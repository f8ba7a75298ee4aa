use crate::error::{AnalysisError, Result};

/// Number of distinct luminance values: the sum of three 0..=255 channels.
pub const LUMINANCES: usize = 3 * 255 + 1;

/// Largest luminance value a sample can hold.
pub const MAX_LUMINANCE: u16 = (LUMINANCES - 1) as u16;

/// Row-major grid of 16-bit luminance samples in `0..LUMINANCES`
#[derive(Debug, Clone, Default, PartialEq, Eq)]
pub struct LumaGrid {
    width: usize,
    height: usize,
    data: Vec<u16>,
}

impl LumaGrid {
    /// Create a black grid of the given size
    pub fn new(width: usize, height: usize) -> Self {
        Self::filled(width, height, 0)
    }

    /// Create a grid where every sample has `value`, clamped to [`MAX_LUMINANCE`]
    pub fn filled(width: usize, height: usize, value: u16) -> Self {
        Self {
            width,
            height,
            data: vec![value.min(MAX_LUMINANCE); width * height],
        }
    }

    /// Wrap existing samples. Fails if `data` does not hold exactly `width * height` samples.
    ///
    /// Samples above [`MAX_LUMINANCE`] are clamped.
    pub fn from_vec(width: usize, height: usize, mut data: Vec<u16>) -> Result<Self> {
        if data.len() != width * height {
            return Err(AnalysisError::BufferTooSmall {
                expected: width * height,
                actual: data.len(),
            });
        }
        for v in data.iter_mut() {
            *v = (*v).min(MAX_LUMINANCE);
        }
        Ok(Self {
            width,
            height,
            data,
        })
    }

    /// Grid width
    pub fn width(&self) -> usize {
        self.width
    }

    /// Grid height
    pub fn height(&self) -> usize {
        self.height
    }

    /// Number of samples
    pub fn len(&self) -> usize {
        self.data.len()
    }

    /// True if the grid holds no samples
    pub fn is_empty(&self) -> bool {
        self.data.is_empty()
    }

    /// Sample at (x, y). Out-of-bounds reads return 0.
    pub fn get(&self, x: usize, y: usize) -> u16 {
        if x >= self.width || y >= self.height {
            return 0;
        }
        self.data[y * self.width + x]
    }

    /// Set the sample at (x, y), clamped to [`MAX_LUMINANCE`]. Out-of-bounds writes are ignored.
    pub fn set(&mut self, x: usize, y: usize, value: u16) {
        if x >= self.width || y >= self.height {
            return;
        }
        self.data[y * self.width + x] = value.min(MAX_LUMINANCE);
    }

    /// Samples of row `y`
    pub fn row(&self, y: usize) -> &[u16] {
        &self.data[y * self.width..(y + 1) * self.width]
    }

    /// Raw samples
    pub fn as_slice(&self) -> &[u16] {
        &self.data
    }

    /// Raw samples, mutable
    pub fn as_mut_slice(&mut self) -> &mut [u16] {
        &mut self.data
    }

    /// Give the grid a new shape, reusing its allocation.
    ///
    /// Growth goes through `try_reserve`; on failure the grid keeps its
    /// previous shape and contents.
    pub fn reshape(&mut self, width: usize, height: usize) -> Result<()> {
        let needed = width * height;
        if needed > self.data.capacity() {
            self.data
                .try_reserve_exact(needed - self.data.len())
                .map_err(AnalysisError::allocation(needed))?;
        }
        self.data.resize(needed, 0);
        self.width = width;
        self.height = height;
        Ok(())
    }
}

→ Your task
Which lines of the records contain the word "const"? Copy each of them.

→ Exercise answer
pub const LUMINANCES: usize = 3 * 255 + 1;
pub const MAX_LUMINANCE: u16 = (LUMINANCES - 1) as u16;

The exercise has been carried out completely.